Positive impacts | Q19 | If you went on local leave you’re not going to see places where you’ve like been low or something like that. (At-distance Female YP ID: 01) |
Q20 | When you’re in hospital you’re in like a bubble from the outside world. So sometimes if you’re far away it can be helpful to be kind of away from everything. (At-distance Male YP ID: 18) | |
Q21 | We’ve definitely had cases where particularly if there’s family issues or concerns around the local area for that young person, if they’ve had trauma there or if they’ve had frequent admissions to close to home areas and nothing’s really changing for them, then it might be that we need to look at further away. And almost a clean, fresh start for that young person, that might be the most appropriate (Inpatient Consultant Psychiatrist ID: 12) | |
Q22 | I suppose it did help having that sort of bit of a break with her sort of being further away that I couldn’t just go there in an evening. (At-distance Female Parent ID: 10) |
Participants recalled having to carry out independent research, sourcing information online about the unit. Many YP reported feeling scared when they found out how far the unit was (Q2). Some could not find much information; however, others reported feeling reassured by information about the unit (Q1). Easily accessible online information about a unit was welcomed by participants. One parent who was sent a digital booklet about the unit found this helpful and thought the unit ‘looked pleasant’. One YP received a welcome pack at the point of admission which they found helpful (Q5).
Some YP reported that they were uncertain what to expect (Q4). One described that their local CAMHS team had given them a negative impression about inpatient stays, so they felt unsure and apprehensive. For one parent, their child read poor reviews about the unit resulting in negative expectations about the admission. Conversely, one YP (near-home) knew people who had been to the unit so felt relieved to hear about their experiences.
Parents/carers and YP with previous inpatient experience expected consistency between units in terms of the admission process, structure and routine (Q6). Some were often surprised by variations, for example, rules around the use of mobile phones, therapy provision.
Keeping in touch with home
Many YP explained how being on a unit away from family felt like an unreal environment (Q11). For some, the distance was not noticeable because they were staying within a hospital. YP expressed frustration around the difficulty in maintaining contact which often led to isolation, particularly being unable to see friends (Q9). Parents/carers expressed similar difficulties keeping in touch with their child, which at times impacted their own health (Q8).
Some YP believed that the distance with their family was detrimental to their recovery. Many mentioned being able to maintain contact over FaceTime but this was viewed less favourably than in-person visits (Q9, Q10). In addition, limited access to mobile phones compounded YP’s concerns about maintaining contact (Q8). YP also described having limited contact with their local clinicians when far away.

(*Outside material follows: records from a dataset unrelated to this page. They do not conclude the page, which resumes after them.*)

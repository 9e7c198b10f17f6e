pub mod project;
pub mod sprint;
pub mod task;
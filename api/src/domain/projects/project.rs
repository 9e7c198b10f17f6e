use std::str::FromStr;

use once_cell::sync::Lazy;
use regex::Regex;
use uuid::Uuid;

use crate::domain::rules::RuleViolation;
use crate::domain::users::user::UserSummary;

static PROJECT_KEY_RE: Lazy<Regex> =
    Lazy::new(|| Regex::new(r"^[A-Z][A-Z0-9]{1,9}$").expect("valid regex"));

#[derive(Debug, Clone)]
pub struct Project {
    pub id: Uuid,
    pub key: String,
    pub name: String,
    pub description: Option<String>,
    pub owner_id: Uuid,
    pub created_at: chrono::DateTime<chrono::Utc>,
}

impl Project {
    pub fn is_owner(&self, user_id: Uuid) -> bool {
        self.owner_id == user_id
    }
}

#[derive(Debug, Clone, Copy, PartialEq, Eq)]
pub enum MemberRole {
    Owner,
    Member,
}

impl MemberRole {
    pub fn as_str(&self) -> &'static str {
        match self {
            MemberRole::Owner => "owner",
            MemberRole::Member => "member",
        }
    }
}

impl FromStr for MemberRole {
    type Err = anyhow::Error;

    fn from_str(s: &str) -> Result<Self, Self::Err> {
        match s {
            "owner" => Ok(MemberRole::Owner),
            "member" => Ok(MemberRole::Member),
            other => anyhow::bail!("unknown member role: {other}"),
        }
    }
}

#[derive(Debug, Clone)]
pub struct Member {
    pub user: UserSummary,
    pub role: MemberRole,
    pub joined_at: chrono::DateTime<chrono::Utc>,
}

#[derive(Debug, Clone, Copy, PartialEq, Eq)]
pub enum JoinStatus {
    Pending,
    Approved,
    Rejected,
}

impl JoinStatus {
    pub fn as_str(&self) -> &'static str {
        match self {
            JoinStatus::Pending => "pending",
            JoinStatus::Approved => "approved",
            JoinStatus::Rejected => "rejected",
        }
    }
}

impl FromStr for JoinStatus {
    type Err = anyhow::Error;

    fn from_str(s: &str) -> Result<Self, Self::Err> {
        match s {
            "pending" => Ok(JoinStatus::Pending),
            "approved" => Ok(JoinStatus::Approved),
            "rejected" => Ok(JoinStatus::Rejected),
            other => anyhow::bail!("unknown join request status: {other}"),
        }
    }
}

#[derive(Debug, Clone)]
pub struct JoinRequest {
    pub id: Uuid,
    pub project_id: Uuid,
    pub user: UserSummary,
    pub message: Option<String>,
    pub status: JoinStatus,
    pub created_at: chrono::DateTime<chrono::Utc>,
    pub decided_at: Option<chrono::DateTime<chrono::Utc>>,
}

impl JoinRequest {
    pub fn decide(&self, approve: bool) -> Result<JoinStatus, RuleViolation> {
        if self.status != JoinStatus::Pending {
            return Err(RuleViolation::conflict(format!(
                "join request was already {}",
                self.status.as_str()
            )));
        }
        Ok(if approve {
            JoinStatus::Approved
        } else {
            JoinStatus::Rejected
        })
    }
}

/// Upper-cases and validates a project key such as `CORE` or `WEB2`.
pub fn normalize_key(raw: &str) -> Result<String, RuleViolation> {
    let key = raw.trim().to_ascii_uppercase();
    if !PROJECT_KEY_RE.is_match(&key) {
        return Err(RuleViolation::invalid(
            "project key must be 2-10 letters or digits and start with a letter",
        ));
    }
    Ok(key)
}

HCPs also shared these views, explaining that due to the distances involved it was often difficult for YP to maintain contact with their friends and family. Some HCPs noted though at times, less contact might have been beneficial for the YP (Q12).
For those admitted near-home, visiting was described by parents/carers as easy and regular. YP stated they were also able to have visits from friends, teachers and social workers. They also had the chance to experience multiple overnight leaves before going home.
Burden and impact of visiting
The distances involved with these admissions were identified as difficult for participants (Q13, Q14); YP often felt guilty about the travel costs incurred by their parents/carers and that they could not ask parents/carers to visit when they needed their support. For example, if a YP became unwell it was difficult for a parent/carer to visit quickly.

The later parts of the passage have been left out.